▶ WHAT YOU ARE ASKED TO DO
From the first record through the last, copy each one exactly.

--- SUPPLIED DATA ---

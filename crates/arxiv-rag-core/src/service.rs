//! Retrieval-augmented question answering over papers.
//!
//! [`RagService`] connects a [`RetrievalEngine`] to the two boundaries:
//! a [`PaperSource`] feeding ingestion and a [`Generator`] producing the
//! answer.
//!
//! | Method | Flow |
//! |--------|------|
//! | [`search`](RagService::search) | source → ingest → papers |
//! | [`context`](RagService::context) | retrieve → prompt + citations |
//! | [`ask`](RagService::ask) | retrieve → prompt → generate → answer + citations |

use std::sync::Arc;

use serde::Serialize;
use tracing::{error, info};

use crate::citation::{Citation, DEFAULT_PREVIEW_CHARS};
use crate::engine::{IngestReport, RetrievalEngine};
use crate::error::RagError;
use crate::generate::{GenerationRequest, Generator};
use crate::models::Paper;
use crate::prompt::build_request;
use crate::source::{PaperSource, SearchQuery};

/// Papers returned by a search, plus what ingesting them did.
#[derive(Debug, Clone, Serialize)]
pub struct SearchOutcome {
    pub papers: Vec<Paper>,
    pub ingest: IngestReport,
}

/// Everything a generator needs for one question, plus the citations
/// that will accompany its answer.
#[derive(Debug, Clone, Serialize)]
pub struct AnswerContext {
    pub request: GenerationRequest,
    pub citations: Vec<Citation>,
}

#[derive(Debug, Clone, Serialize)]
pub struct Answer {
    pub answer: String,
    pub citations: Vec<Citation>,
}

pub struct RagService<S, G> {
    engine: Arc<RetrievalEngine>,
    source: S,
    generator: G,
    preview_chars: usize,
}

impl<S: PaperSource, G: Generator> RagService<S, G> {
    pub fn new(engine: Arc<RetrievalEngine>, source: S, generator: G) -> Self {
        Self {
            engine,
            source,
            generator,
            preview_chars: DEFAULT_PREVIEW_CHARS,
        }
    }

    /// Override the citation preview length.
    pub fn with_preview_chars(mut self, preview_chars: usize) -> Self {
        self.preview_chars = preview_chars;
        self
    }

    pub fn engine(&self) -> &Arc<RetrievalEngine> {
        &self.engine
    }

    pub fn source(&self) -> &S {
        &self.source
    }

    pub fn generator(&self) -> &G {
        &self.generator
    }

    /// Fetch papers for `query` and ingest all of them.
    pub async fn search(&self, query: &SearchQuery) -> Result<SearchOutcome, RagError> {
        let papers = self.source.search(query).await.map_err(|e| {
            error!(source = self.source.name(), "paper search failed: {:#}", e);
            RagError::SearchFailed(format!("{:#}", e))
        })?;
        info!(
            source = self.source.name(),
            query = %query.query,
            sort_by = %query.sort_by,
            found = papers.len(),
            "paper search complete"
        );
        let ingest = self.engine.ingest(&papers)?;
        Ok(SearchOutcome { papers, ingest })
    }

    /// Retrieve the best `top_k` chunks for `question` from the current
    /// corpus and assemble the generation request and citations.
    pub fn context(&self, question: &str, top_k: usize) -> Result<AnswerContext, RagError> {
        let hits = self.engine.query(question, top_k)?;
        if hits.is_empty() {
            return Err(RagError::NoRelevantContent);
        }
        let citations = hits
            .iter()
            .map(|h| Citation::from_chunk(&h.chunk, self.preview_chars))
            .collect();
        Ok(AnswerContext {
            request: build_request(question, &hits),
            citations,
        })
    }

    /// Answer `question` from the current corpus.
    pub async fn ask(&self, question: &str, top_k: usize) -> Result<Answer, RagError> {
        let AnswerContext { request, citations } = self.context(question, top_k)?;
        let answer = self.generator.generate(&request).await.map_err(|e| {
            error!("generation failed: {:#}", e);
            RagError::GenerationFailed(format!("{:#}", e))
        })?;
        Ok(Answer { answer, citations })
    }
}

/// Generator for callers that only assemble context and never generate.
///
/// Every call fails with a generation error.
pub struct NoGenerator;

#[async_trait::async_trait]
impl Generator for NoGenerator {
    async fn generate(&self, _request: &GenerationRequest) -> anyhow::Result<String> {
        anyhow::bail!("no generator configured")
    }
}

---

▶ RESULT
filename crates/arxiv-rag-core/src/service.rs
//! Retrieval-augmented question answering over papers.
//!
//! [`RagService`] connects a [`RetrievalEngine`] to the two boundaries:
//! a [`PaperSource`] feeding ingestion and a [`Generator`] producing the
//! answer.
//!
//! | Method | Flow |
//! |--------|------|
//! | [`search`](RagService::search) | source → ingest → papers |
//! | [`context`](RagService::context) | retrieve → prompt + citations |
//! | [`ask`](RagService::ask) | retrieve → prompt → generate → answer + citations |

use std::sync::Arc;

use serde::Serialize;
use tracing::{error, info};

use crate::citation::{Citation, DEFAULT_PREVIEW_CHARS};
use crate::engine::{IngestReport, RetrievalEngine};
use crate::error::RagError;
use crate::generate::{GenerationRequest, Generator};
use crate::models::Paper;
use crate::prompt::build_request;
use crate::source::{PaperSource, SearchQuery};

/// Papers returned by a search, plus what ingesting them did.
#[derive(Debug, Clone, Serialize)]
pub struct SearchOutcome {
    pub papers: Vec<Paper>,
    pub ingest: IngestReport,
}

/// Everything a generator needs for one question, plus the citations
/// that will accompany its answer.
#[derive(Debug, Clone, Serialize)]
pub struct AnswerContext {
    pub request: GenerationRequest,
    pub citations: Vec<Citation>,
}

#[derive(Debug, Clone, Serialize)]
pub struct Answer {
    pub answer: String,
    pub citations: Vec<Citation>,
}

pub struct RagService<S, G> {
    engine: Arc<RetrievalEngine>,
    source: S,
    generator: G,
    preview_chars: usize,
}

impl<S: PaperSource, G: Generator> RagService<S, G> {
    pub fn new(engine: Arc<RetrievalEngine>, source: S, generator: G) -> Self {
        Self {
            engine,
            source,
            generator,
            preview_chars: DEFAULT_PREVIEW_CHARS,
        }
    }

    /// Override the citation preview length.
    pub fn with_preview_chars(mut self, preview_chars: usize) -> Self {
        self.preview_chars = preview_chars;
        self
    }

    pub fn engine(&self) -> &Arc<RetrievalEngine> {
        &self.engine
    }

    pub fn source(&self) -> &S {
        &self.source
    }

    pub fn generator(&self) -> &G {
        &self.generator
    }

    /// Fetch papers for `query` and ingest all of them.
    pub async fn search(&self, query: &SearchQuery) -> Result<SearchOutcome, RagError> {
        let papers = self.source.search(query).await.map_err(|e| {
            error!(source = self.source.name(), "paper search failed: {:#}", e);
            RagError::SearchFailed(format!("{:#}", e))
        })?;
        info!(
            source = self.source.name(),
            query = %query.query,
            sort_by = %query.sort_by,
            found = papers.len(),
            "paper search complete"
        );
        let ingest = self.engine.ingest(&papers)?;
        Ok(SearchOutcome { papers, ingest })
    }

    /// Retrieve the best `top_k` chunks for `question` from the current
    /// corpus and assemble the generation request and citations.
    pub fn context(&self, question: &str, top_k: usize) -> Result<AnswerContext, RagError> {
        let hits = self.engine.query(question, top_k)?;
        if hits.is_empty() {
            return Err(RagError::NoRelevantContent);
        }
        let citations = hits
            .iter()
            .map(|h| Citation::from_chunk(&h.chunk, self.preview_chars))
            .collect();
        Ok(AnswerContext {
            request: build_request(question, &hits),
            citations,
        })
    }

    /// Answer `question` from the current corpus.
    pub async fn ask(&self, question: &str, top_k: usize) -> Result<Answer, RagError> {
        let AnswerContext { request, citations } = self.context(question, top_k)?;
        let answer = self.generator.generate(&request).await.map_err(|e| {
            error!("generation failed: {:#}", e);
            RagError::GenerationFailed(format!("{:#}", e))
        })?;
        Ok(Answer { answer, citations })
    }
}

/// Generator for callers that only assemble context and never generate.
///
/// Every call fails with a generation error.
pub struct NoGenerator;

#[async_trait::async_trait]
impl Generator for NoGenerator {
    async fn generate(&self, _request: &GenerationRequest) -> anyhow::Result<String> {
        anyhow::bail!("no generator configured")
    }
}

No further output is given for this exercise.